*Exercise details*.
Please give back, word for word, only the lines starting at the one containing "repository 37748b60b274cd78" and ending at the one containing "use std::sync::Arc;" within the material below.
Start of Input records
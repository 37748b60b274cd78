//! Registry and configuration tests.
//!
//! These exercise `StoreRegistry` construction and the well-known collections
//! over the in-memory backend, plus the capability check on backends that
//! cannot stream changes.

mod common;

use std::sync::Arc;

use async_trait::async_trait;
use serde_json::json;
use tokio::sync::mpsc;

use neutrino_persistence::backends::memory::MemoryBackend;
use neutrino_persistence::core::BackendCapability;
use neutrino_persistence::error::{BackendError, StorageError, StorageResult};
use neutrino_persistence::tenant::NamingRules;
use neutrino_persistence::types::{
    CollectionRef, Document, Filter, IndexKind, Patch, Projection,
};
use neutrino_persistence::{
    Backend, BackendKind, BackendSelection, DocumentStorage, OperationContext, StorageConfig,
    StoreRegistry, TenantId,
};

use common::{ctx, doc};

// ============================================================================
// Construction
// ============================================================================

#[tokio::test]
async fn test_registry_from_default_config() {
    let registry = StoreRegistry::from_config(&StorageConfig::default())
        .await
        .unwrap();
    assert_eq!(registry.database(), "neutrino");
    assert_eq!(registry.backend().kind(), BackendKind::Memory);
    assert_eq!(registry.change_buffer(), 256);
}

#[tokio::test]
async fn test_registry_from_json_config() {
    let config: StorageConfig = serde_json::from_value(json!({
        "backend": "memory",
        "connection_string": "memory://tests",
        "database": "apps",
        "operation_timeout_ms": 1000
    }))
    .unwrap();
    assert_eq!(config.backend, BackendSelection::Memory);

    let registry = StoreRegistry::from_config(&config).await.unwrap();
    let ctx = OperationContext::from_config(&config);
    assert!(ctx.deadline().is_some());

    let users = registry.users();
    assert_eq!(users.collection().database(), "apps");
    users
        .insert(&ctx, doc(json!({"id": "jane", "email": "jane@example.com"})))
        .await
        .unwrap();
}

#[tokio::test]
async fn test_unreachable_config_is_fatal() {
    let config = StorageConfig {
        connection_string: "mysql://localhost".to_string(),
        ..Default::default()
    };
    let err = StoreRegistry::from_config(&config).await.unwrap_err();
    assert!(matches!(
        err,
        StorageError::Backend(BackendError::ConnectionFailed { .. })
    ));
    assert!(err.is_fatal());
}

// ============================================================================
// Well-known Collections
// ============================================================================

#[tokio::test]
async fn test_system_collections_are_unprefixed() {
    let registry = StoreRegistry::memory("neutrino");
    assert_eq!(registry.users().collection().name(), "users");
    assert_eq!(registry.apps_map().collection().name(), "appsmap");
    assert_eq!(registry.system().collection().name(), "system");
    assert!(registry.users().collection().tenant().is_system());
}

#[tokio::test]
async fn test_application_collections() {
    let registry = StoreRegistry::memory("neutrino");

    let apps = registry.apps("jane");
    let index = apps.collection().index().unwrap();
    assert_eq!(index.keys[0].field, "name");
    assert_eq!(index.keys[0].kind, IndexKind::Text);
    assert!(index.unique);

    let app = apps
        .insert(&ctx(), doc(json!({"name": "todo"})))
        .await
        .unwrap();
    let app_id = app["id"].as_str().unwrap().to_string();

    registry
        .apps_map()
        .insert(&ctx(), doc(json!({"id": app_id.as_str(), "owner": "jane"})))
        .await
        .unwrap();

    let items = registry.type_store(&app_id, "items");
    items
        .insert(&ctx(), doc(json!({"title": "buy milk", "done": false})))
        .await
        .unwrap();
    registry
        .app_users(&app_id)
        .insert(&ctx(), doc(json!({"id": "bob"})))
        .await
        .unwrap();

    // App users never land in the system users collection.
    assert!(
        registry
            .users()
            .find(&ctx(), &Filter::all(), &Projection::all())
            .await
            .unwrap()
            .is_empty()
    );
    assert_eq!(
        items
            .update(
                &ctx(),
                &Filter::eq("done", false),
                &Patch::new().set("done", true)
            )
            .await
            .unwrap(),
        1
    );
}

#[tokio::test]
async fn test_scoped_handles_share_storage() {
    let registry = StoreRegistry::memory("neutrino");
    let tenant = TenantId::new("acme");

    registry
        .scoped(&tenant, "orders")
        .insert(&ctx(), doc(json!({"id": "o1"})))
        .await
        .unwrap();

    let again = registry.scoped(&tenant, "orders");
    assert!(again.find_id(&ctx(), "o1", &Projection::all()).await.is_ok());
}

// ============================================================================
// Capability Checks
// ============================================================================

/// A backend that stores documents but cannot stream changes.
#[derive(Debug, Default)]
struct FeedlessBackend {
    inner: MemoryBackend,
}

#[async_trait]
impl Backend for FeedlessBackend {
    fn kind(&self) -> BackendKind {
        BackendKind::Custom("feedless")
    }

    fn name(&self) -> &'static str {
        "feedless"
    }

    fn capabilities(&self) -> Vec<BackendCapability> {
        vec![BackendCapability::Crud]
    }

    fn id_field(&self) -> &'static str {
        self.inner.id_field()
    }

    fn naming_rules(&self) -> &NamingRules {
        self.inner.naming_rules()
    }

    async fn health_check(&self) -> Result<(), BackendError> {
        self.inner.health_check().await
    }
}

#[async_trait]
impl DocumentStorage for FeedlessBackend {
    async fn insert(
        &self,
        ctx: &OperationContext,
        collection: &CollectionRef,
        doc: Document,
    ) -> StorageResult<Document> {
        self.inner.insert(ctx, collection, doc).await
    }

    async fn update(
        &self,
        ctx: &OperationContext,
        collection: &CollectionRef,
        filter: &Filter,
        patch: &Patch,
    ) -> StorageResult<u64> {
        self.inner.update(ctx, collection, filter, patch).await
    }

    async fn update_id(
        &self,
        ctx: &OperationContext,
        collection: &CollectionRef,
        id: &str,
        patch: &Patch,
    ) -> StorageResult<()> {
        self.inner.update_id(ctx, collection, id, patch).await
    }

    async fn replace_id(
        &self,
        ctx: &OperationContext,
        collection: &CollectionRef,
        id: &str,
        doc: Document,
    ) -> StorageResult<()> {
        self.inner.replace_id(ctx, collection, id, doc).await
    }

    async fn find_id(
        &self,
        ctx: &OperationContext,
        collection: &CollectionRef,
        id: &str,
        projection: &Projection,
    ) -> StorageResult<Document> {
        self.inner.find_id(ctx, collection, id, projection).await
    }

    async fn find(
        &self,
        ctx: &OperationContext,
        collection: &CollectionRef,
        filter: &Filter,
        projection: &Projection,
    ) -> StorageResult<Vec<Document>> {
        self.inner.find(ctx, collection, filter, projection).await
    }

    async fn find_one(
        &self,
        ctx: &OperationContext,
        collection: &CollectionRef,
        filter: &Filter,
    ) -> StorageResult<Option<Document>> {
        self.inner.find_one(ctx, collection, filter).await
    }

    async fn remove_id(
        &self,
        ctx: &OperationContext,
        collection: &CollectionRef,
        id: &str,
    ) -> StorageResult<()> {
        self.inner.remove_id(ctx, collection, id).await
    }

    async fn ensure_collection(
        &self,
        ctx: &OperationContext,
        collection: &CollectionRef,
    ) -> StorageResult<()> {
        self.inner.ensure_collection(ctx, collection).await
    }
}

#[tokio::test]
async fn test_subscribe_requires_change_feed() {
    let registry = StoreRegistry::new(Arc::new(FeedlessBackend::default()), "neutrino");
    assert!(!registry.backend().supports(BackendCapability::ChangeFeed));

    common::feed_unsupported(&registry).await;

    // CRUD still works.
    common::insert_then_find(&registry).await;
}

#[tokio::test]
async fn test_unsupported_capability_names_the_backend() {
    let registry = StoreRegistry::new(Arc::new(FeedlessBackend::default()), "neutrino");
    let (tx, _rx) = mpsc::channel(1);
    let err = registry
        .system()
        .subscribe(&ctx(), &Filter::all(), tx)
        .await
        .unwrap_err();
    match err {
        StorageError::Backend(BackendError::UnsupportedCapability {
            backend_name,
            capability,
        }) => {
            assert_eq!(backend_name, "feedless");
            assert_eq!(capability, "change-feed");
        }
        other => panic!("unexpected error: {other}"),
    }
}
End of Input records
Start of Input records
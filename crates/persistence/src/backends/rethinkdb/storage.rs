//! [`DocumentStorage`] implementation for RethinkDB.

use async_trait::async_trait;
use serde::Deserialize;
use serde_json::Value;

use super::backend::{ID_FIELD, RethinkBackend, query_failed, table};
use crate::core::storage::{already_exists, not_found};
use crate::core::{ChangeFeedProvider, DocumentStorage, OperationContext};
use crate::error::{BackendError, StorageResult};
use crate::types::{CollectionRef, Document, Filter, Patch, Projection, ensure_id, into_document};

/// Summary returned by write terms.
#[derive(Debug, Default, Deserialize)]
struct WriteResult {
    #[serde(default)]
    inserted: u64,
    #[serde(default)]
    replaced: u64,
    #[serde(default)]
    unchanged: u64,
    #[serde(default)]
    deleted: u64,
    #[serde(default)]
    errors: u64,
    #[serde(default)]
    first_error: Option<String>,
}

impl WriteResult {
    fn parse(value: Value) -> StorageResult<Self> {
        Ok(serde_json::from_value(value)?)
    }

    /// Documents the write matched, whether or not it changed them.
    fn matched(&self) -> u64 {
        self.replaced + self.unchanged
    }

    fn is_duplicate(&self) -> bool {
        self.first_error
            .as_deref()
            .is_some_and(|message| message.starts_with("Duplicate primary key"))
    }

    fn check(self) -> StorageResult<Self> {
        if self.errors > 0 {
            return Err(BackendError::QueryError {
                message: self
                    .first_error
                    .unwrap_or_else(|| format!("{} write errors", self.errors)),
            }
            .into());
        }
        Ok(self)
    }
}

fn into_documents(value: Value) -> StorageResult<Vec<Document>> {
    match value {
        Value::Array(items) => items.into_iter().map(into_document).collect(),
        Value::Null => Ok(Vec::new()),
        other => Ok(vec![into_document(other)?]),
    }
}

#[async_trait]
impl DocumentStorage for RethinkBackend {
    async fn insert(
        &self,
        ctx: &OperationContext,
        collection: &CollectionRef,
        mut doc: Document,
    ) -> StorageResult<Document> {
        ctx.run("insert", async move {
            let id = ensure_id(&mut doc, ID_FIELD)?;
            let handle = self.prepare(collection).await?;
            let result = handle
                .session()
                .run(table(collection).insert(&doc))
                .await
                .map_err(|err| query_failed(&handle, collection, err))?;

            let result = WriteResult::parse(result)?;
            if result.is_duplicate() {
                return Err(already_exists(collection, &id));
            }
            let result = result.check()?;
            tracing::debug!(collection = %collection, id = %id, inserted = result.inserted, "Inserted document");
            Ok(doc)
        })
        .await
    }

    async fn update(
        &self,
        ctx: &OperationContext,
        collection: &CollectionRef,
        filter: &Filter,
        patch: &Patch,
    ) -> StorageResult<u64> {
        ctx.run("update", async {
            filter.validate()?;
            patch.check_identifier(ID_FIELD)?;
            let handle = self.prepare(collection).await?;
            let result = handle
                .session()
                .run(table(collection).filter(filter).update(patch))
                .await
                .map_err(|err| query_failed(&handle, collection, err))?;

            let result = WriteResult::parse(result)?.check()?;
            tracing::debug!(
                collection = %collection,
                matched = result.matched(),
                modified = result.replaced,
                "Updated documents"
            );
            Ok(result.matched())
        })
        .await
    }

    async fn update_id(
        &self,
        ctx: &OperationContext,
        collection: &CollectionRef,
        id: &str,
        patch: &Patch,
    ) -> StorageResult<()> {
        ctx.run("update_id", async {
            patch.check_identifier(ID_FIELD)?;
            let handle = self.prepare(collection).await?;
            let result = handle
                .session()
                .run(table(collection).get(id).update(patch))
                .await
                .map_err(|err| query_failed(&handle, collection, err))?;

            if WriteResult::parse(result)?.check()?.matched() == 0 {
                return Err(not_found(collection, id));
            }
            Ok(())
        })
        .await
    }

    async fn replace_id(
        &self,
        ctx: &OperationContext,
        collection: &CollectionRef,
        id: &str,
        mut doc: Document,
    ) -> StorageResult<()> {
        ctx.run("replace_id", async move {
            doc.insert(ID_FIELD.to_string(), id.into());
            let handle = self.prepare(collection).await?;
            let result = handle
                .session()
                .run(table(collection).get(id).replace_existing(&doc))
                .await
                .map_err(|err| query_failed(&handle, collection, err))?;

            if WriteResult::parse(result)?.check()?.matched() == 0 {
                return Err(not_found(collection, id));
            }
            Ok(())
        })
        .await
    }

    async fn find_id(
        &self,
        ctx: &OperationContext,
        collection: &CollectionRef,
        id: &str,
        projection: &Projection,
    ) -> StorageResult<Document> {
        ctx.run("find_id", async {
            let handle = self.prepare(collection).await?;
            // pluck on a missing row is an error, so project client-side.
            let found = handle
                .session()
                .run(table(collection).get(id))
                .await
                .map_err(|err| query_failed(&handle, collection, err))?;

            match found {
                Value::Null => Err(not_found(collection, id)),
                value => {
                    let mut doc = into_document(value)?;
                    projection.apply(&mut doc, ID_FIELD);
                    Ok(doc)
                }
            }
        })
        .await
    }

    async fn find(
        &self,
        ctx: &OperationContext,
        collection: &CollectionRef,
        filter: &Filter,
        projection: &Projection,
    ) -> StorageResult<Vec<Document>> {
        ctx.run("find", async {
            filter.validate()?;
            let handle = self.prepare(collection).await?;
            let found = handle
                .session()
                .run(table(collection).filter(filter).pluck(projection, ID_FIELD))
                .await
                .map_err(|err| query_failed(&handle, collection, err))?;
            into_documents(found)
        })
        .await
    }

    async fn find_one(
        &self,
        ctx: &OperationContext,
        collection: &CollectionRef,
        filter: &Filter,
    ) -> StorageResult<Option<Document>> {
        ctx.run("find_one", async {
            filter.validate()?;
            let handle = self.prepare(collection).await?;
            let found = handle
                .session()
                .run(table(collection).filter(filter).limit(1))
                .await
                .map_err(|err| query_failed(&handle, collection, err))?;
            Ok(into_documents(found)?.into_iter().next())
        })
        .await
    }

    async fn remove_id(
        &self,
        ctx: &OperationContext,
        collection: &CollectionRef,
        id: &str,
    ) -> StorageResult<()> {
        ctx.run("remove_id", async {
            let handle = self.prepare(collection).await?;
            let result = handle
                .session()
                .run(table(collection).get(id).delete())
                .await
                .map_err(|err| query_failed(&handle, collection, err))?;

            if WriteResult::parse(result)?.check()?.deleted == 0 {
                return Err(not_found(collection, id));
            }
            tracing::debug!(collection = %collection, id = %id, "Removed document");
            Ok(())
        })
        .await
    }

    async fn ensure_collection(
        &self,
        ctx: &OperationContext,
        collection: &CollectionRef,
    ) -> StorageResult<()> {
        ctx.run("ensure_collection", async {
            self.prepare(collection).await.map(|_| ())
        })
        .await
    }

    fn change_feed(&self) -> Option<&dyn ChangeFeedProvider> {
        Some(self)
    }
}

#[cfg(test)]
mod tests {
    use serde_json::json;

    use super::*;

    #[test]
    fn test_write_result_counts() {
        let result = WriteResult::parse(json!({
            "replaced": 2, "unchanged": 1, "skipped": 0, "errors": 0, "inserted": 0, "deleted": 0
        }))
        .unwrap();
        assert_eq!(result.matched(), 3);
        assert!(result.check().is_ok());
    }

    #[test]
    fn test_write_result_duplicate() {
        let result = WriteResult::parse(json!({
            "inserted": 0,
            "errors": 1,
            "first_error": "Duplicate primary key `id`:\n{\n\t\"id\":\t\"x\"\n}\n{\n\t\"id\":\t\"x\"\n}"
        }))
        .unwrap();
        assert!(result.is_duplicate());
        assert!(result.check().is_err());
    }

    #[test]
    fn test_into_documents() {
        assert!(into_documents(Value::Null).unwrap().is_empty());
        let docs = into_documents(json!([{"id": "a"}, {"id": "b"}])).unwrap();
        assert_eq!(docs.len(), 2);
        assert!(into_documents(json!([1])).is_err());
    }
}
End of Input records
*Exercise answer*.
repository 37748b60b274cd78
//! Registry and configuration tests.
//!
//! These exercise `StoreRegistry` construction and the well-known collections
//! over the in-memory backend, plus the capability check on backends that
//! cannot stream changes.

mod common;

use std::sync::Arc;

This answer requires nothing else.